16th July
When Pat and I arrive, Stella asks if we would like to work in the Turret Room. She unlocks the tower door on the outside of the building and we follow her up the narrow winding stairs into the balcony space above the children’s corner. Lit by a dusty window, the balcony is furnished with a metal filing cabinet, a large oak table and a shop manikin in a long navy dress and a wig. We sit at the table and look across to the organ where the organist, flanked by two large artificial plants on stands, sits playing “Has anybody seen my girl?” He pauses for a bite of biscuit and a sip of tea then plays on.
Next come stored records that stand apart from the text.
pub mod error;
pub mod job_store;
pub mod model;
pub mod orchestrator;

pub use error::{JobError, PipelineError, StageFailure};
pub use job_store::JobStore;
pub use model::{Job, JobStatus, JobView, unescape_share_url};
pub use orchestrator::{Collaborators, Orchestrator, PipelineConfig};
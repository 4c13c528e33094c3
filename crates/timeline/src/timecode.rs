use tracing::warn;

/// Negative values within this distance of zero are float drift from upstream
/// arithmetic and are clamped quietly.
const DRIFT_TOLERANCE: f64 = 0.01;

/// Formats seconds as an ASS timecode `H:MM:SS.cc`.
///
/// Hours are unbounded. Negative and non-finite input is clamped to zero
/// (logged when it is more than float drift).
pub fn format_timestamp(seconds: f64) -> String {
    let seconds = clamp_non_negative(seconds);
    let total_cs = (seconds * 100.0).round() as u64;

    let hours = total_cs / 360_000;
    let minutes = (total_cs / 6_000) % 60;
    let secs = (total_cs / 100) % 60;
    let centis = total_cs % 100;

    format!("{hours}:{minutes:02}:{secs:02}.{centis:02}")
}

pub(crate) fn clamp_non_negative(seconds: f64) -> f64 {
    if !seconds.is_finite() {
        warn!(value = %seconds, "Non-finite timestamp clamped to zero");
        return 0.0;
    }
    if seconds < 0.0 {
        if seconds < -DRIFT_TOLERANCE {
            warn!(value = seconds, "Negative timestamp clamped to zero");
        }
        return 0.0;
    }
    seconds
}

#[cfg(test)]
pub(crate) fn parse_timestamp(timecode: &str) -> Option<f64> {
    let mut parts = timecode.split(':');
    let hours: f64 = parts.next()?.parse().ok()?;
    let minutes: f64 = parts.next()?.parse().ok()?;
    let seconds: f64 = parts.next()?.parse().ok()?;
    if parts.next().is_some() {
        return None;
    }
    Some(hours * 3600.0 + minutes * 60.0 + seconds)
}
//! Object storage for finished shorts.

pub mod s3;

use std::path::Path;
use std::time::Duration;

use async_trait::async_trait;
use thiserror::Error;
use tokio_util::sync::CancellationToken;

pub use s3::S3Storage;

#[derive(Debug, Error)]
pub enum StorageError {
    #[error("S3 {operation} failed: {message}")]
    Request {
        operation: &'static str,
        message: String,
    },
    #[error("Presign failed: {0}")]
    Presign(String),
    #[error("I/O error: {0}")]
    Io(#[from] std::io::Error),
    #[error("cancelled")]
    Cancelled,
}

#[async_trait]
pub trait ObjectStorage: Send + Sync + 'static {
    async fn bucket_exists(
        &self,
        bucket: &str,
        cancel: &CancellationToken,
    ) -> Result<bool, StorageError>;

    /// Creates `bucket`; succeeds if it is already ours.
    async fn create_bucket(&self, bucket: &str, cancel: &CancellationToken)
    -> Result<(), StorageError>;

    /// Streams the file at `body` to `bucket/key`.
    async fn put_object(
        &self,
        bucket: &str,
        key: &str,
        body: &Path,
        size: u64,
        content_type: &str,
        cancel: &CancellationToken,
    ) -> Result<(), StorageError>;

    /// Time-limited GET URL for `bucket/key`.
    async fn presigned_get(
        &self,
        bucket: &str,
        key: &str,
        ttl: Duration,
        cancel: &CancellationToken,
    ) -> Result<String, StorageError>;
}

/// Creates `bucket` unless it already exists.
pub async fn ensure_bucket(
    storage: &dyn ObjectStorage,
    bucket: &str,
    cancel: &CancellationToken,
) -> Result<(), StorageError> {
    if storage.bucket_exists(bucket, cancel).await? {
        return Ok(());
    }
    tracing::info!(bucket, "Creating bucket");
    storage.create_bucket(bucket, cancel).await
}
pub mod error;
pub mod routes;
pub mod state;

use axum::{
    Router,
    http::HeaderValue,
    routing::{get, post},
};
use state::AppState;
use tower_http::{
    cors::{AllowOrigin, Any, CorsLayer},
    trace::TraceLayer,
};

pub fn build_router(state: AppState) -> Router {
    let cors = cors_layer(&state.settings.app.cors_origins);

    let job_routes = Router::new()
        .route("/", post(routes::job::create))
        .route("/{job_id}", get(routes::job::get));

    let api = Router::new().nest("/job", job_routes);

    // Health check
    let health = Router::new().route("/health", get(health_check));

    Router::new()
        .nest("/api", api)
        .merge(health)
        .layer(TraceLayer::new_for_http())
        .layer(cors)
        .with_state(state)
}

fn cors_layer(origins: &[String]) -> CorsLayer {
    let origins: Vec<HeaderValue> = origins
        .iter()
        .filter_map(|origin| match origin.parse() {
            Ok(value) => Some(value),
            Err(_) => {
                tracing::warn!(%origin, "Ignoring invalid CORS origin");
                None
            }
        })
        .collect();

    let allow_origin = if origins.is_empty() {
        AllowOrigin::from(Any)
    } else {
        AllowOrigin::list(origins)
    };

    CorsLayer::new()
        .allow_origin(allow_origin)
        .allow_methods(Any)
        .allow_headers(Any)
}

async fn health_check() -> axum::Json<serde_json::Value> {
    axum::Json(serde_json::json!({
        "status": "ok",
        "version": env!("CARGO_PKG_VERSION"),
    }))
}
use std::ffi::OsString;
use std::path::{Path, PathBuf};

use async_trait::async_trait;
use shorts_config::RenderSettings;
use tokio::process::Command;
use tokio_util::sync::CancellationToken;

use super::{CanvasConfig, RenderError, Renderer, TimedImage};

/// Renders with the `ffmpeg` binary.
pub struct FfmpegRenderer {
    ffmpeg: PathBuf,
    http: reqwest::Client,
}

impl FfmpegRenderer {
    pub fn new(settings: &RenderSettings) -> Self {
        Self {
            ffmpeg: PathBuf::from(&settings.ffmpeg_path),
            http: reqwest::Client::new(),
        }
    }

    async fn run(&self, args: Vec<OsString>, cancel: &CancellationToken) -> Result<(), RenderError> {
        let mut command = Command::new(&self.ffmpeg);
        command
            .arg("-hide_banner")
            .arg("-loglevel")
            .arg("error")
            .arg("-y")
            .args(args)
            .kill_on_drop(true);

        let output = tokio::select! {
            _ = cancel.cancelled() => return Err(RenderError::Cancelled),
            output = command.output() => output?,
        };

        if !output.status.success() {
            return Err(RenderError::Ffmpeg {
                status: output.status.to_string(),
                stderr: stderr_tail(&output.stderr),
            });
        }
        Ok(())
    }

    async fn download(
        &self,
        url: &str,
        dest: &Path,
        cancel: &CancellationToken,
    ) -> Result<(), RenderError> {
        let fetch = async {
            self.http
                .get(url)
                .send()
                .await?
                .error_for_status()?
                .bytes()
                .await
        };
        let bytes = tokio::select! {
            _ = cancel.cancelled() => return Err(RenderError::Cancelled),
            bytes = fetch => bytes.map_err(|source| RenderError::Download {
                url: url.to_string(),
                source,
            })?,
        };
        tokio::fs::write(dest, &bytes).await?;
        Ok(())
    }

    async fn render_clip(
        &self,
        image: &Path,
        clip: &Path,
        seconds: f64,
        canvas: &CanvasConfig,
        cancel: &CancellationToken,
    ) -> Result<(), RenderError> {
        let frames = frame_count(seconds, canvas.fps);
        let args: Vec<OsString> = vec![
            "-i".into(),
            image.into(),
            "-vf".into(),
            clip_filter(canvas, seconds).into(),
            "-frames:v".into(),
            frames.to_string().into(),
            "-c:v".into(),
            "libx264".into(),
            "-pix_fmt".into(),
            "yuv420p".into(),
            clip.into(),
        ];
        self.run(args, cancel).await
    }

    async fn compose(
        &self,
        images: &[TimedImage],
        per_image_secs: f64,
        canvas: &CanvasConfig,
        work_dir: &Path,
        cancel: &CancellationToken,
        scratch: &mut Vec<PathBuf>,
    ) -> Result<PathBuf, RenderError> {
        let mut clips = Vec::with_capacity(images.len());
        for (i, image) in images.iter().enumerate() {
            let still = work_dir.join(format!("image_{i}.jpg"));
            scratch.push(still.clone());
            self.download(&image.url, &still, cancel).await?;

            let clip = work_dir.join(format!("clip_{i}.mp4"));
            scratch.push(clip.clone());
            self.render_clip(&still, &clip, per_image_secs, canvas, cancel)
                .await?;
            tracing::debug!(index = i, timestamp = image.timestamp, "Rendered clip");
            clips.push(clip);
        }

        let list = work_dir.join("clips.txt");
        scratch.push(list.clone());
        tokio::fs::write(&list, concat_list(&clips)).await?;

        let sequence = work_dir.join("sequence.mp4");
        let args: Vec<OsString> = vec![
            "-f".into(),
            "concat".into(),
            "-safe".into(),
            "0".into(),
            "-i".into(),
            list.into(),
            "-c".into(),
            "copy".into(),
            sequence.clone().into(),
        ];
        self.run(args, cancel).await?;
        Ok(sequence)
    }
}

async fn remove_scratch(paths: &[PathBuf]) {
    for path in paths {
        if let Err(e) = tokio::fs::remove_file(path).await
            && e.kind() != std::io::ErrorKind::NotFound
        {
            tracing::warn!(path = %path.display(), error = %e, "Failed to remove scratch file");
        }
    }
}

fn frame_count(seconds: f64, fps: u32) -> u64 {
    ((seconds * fps as f64).ceil() as u64).max(1)
}

/// Scale-to-fill, slow centered zoom, fade in and out.
pub(crate) fn clip_filter(canvas: &CanvasConfig, seconds: f64) -> String {
    let CanvasConfig {
        width: w,
        height: h,
        fps,
        zoom,
        ..
    } = *canvas;
    let frames = frame_count(seconds, fps);
    let step = (zoom - 1.0).max(0.0) / frames as f64;
    let fade = canvas.fade_secs.min(seconds / 2.0).max(0.0);
    let fade_out = (seconds - fade).max(0.0);

    format!(
        "scale={w}:{h}:force_original_aspect_ratio=increase,crop={w}:{h},\
         zoompan=z='min(zoom+{step:.6},{zoom})':x='iw/2-(iw/zoom/2)':y='ih/2-(ih/zoom/2)':d={frames}:s={w}x{h}:fps={fps},\
         fade=t=in:st=0:d={fade:.3},fade=t=out:st={fade_out:.3}:d={fade:.3},format=yuv420p"
    )
}

pub(crate) fn concat_list(clips: &[PathBuf]) -> String {
    clips
        .iter()
        .map(|clip| {
            let path = clip.to_string_lossy().replace('\'', "'\\''");
            format!("file '{path}'\n")
        })
        .collect()
}

/// `ass=` filter argument. The path is escaped once as an option value and
/// again for the filtergraph, with no quoting.
pub(crate) fn ass_filter(subtitles: &Path) -> String {
    let value = escape(&subtitles.to_string_lossy(), &['\\', '\'', ':']);
    format!("ass={}", escape(&value, &['\\', '\'', ',', ';', '[', ']']))
}

fn escape(text: &str, special: &[char]) -> String {
    let mut escaped = String::with_capacity(text.len());
    for c in text.chars() {
        if special.contains(&c) {
            escaped.push('\\');
        }
        escaped.push(c);
    }
    escaped
}

/// File extension for a downloaded media URL, ignoring any query string.
pub(crate) fn url_extension(url: &str, fallback: &str) -> String {
    let path = url.split(['?', '#']).next().unwrap_or_default();
    let name = path.rsplit('/').next().unwrap_or_default();
    match name.rsplit_once('.') {
        Some((stem, ext))
            if !stem.is_empty()
                && (1..=5).contains(&ext.len())
                && ext.chars().all(|c| c.is_ascii_alphanumeric()) =>
        {
            ext.to_ascii_lowercase()
        }
        _ => fallback.to_string(),
    }
}

fn stderr_tail(stderr: &[u8]) -> String {
    let text = String::from_utf8_lossy(stderr);
    let lines: Vec<&str> = text.lines().filter(|l| !l.trim().is_empty()).collect();
    lines[lines.len().saturating_sub(5)..].join(" | ")
}

#[async_trait]
impl Renderer for FfmpegRenderer {
    async fn compose_image_sequence(
        &self,
        images: &[TimedImage],
        per_image_secs: f64,
        canvas: &CanvasConfig,
        work_dir: &Path,
        cancel: &CancellationToken,
    ) -> Result<PathBuf, RenderError> {
        if images.is_empty() {
            return Err(RenderError::NoImages);
        }
        tokio::fs::create_dir_all(work_dir).await?;

        let mut scratch = Vec::new();
        let result = self
            .compose(images, per_image_secs, canvas, work_dir, cancel, &mut scratch)
            .await;
        remove_scratch(&scratch).await;
        result
    }

    async fn mux_audio_and_subtitles(
        &self,
        video: &Path,
        audio_url: &str,
        subtitles: &Path,
        work_dir: &Path,
        cancel: &CancellationToken,
    ) -> Result<PathBuf, RenderError> {
        tokio::fs::create_dir_all(work_dir).await?;
        let audio = work_dir.join(format!("narration.{}", url_extension(audio_url, "wav")));
        let output = work_dir.join("short.mp4");

        let result = async {
            self.download(audio_url, &audio, cancel).await?;
            let args: Vec<OsString> = vec![
                "-i".into(),
                video.into(),
                "-i".into(),
                audio.clone().into(),
                "-map".into(),
                "0:v:0".into(),
                "-map".into(),
                "1:a:0".into(),
                "-vf".into(),
                ass_filter(subtitles).into(),
                "-c:v".into(),
                "libx264".into(),
                "-pix_fmt".into(),
                "yuv420p".into(),
                "-c:a".into(),
                "aac".into(),
                "-shortest".into(),
                output.clone().into(),
            ];
            self.run(args, cancel).await
        }
        .await;

        remove_scratch(std::slice::from_ref(&audio)).await;
        result.map(|()| output)
    }
}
Up here we are struck by the cacophony of sounds that float upwards, the strange echoes that bounce around magnifying some tones more than others in this ear-like funnel; Fragments of conversations, hurdy gurdy chatterings, lively interlocutions, hard, happy noises. Across the nave the stained glass windows hover, more present up here. The only bright colour, animated light, stories etched unknown or forgotten in my secular mind. As ever the pervasive smell of the church, creosote, or is it oak? So strong it lingers on my clothes long after I leave. We write for 15 minutes and then read to each other.
Excerpt from Stained:
Stained
as the dust
motes
float
as the sound of voices
stain the silence
where once
the dying and the damned
shuffled
Stained
like the bed sheets
soaked
The organ
pumps
and the sounds
stain
this monument
built
on a gamble
that the future
will be better
a land of hope and glory
(so the organ sings now)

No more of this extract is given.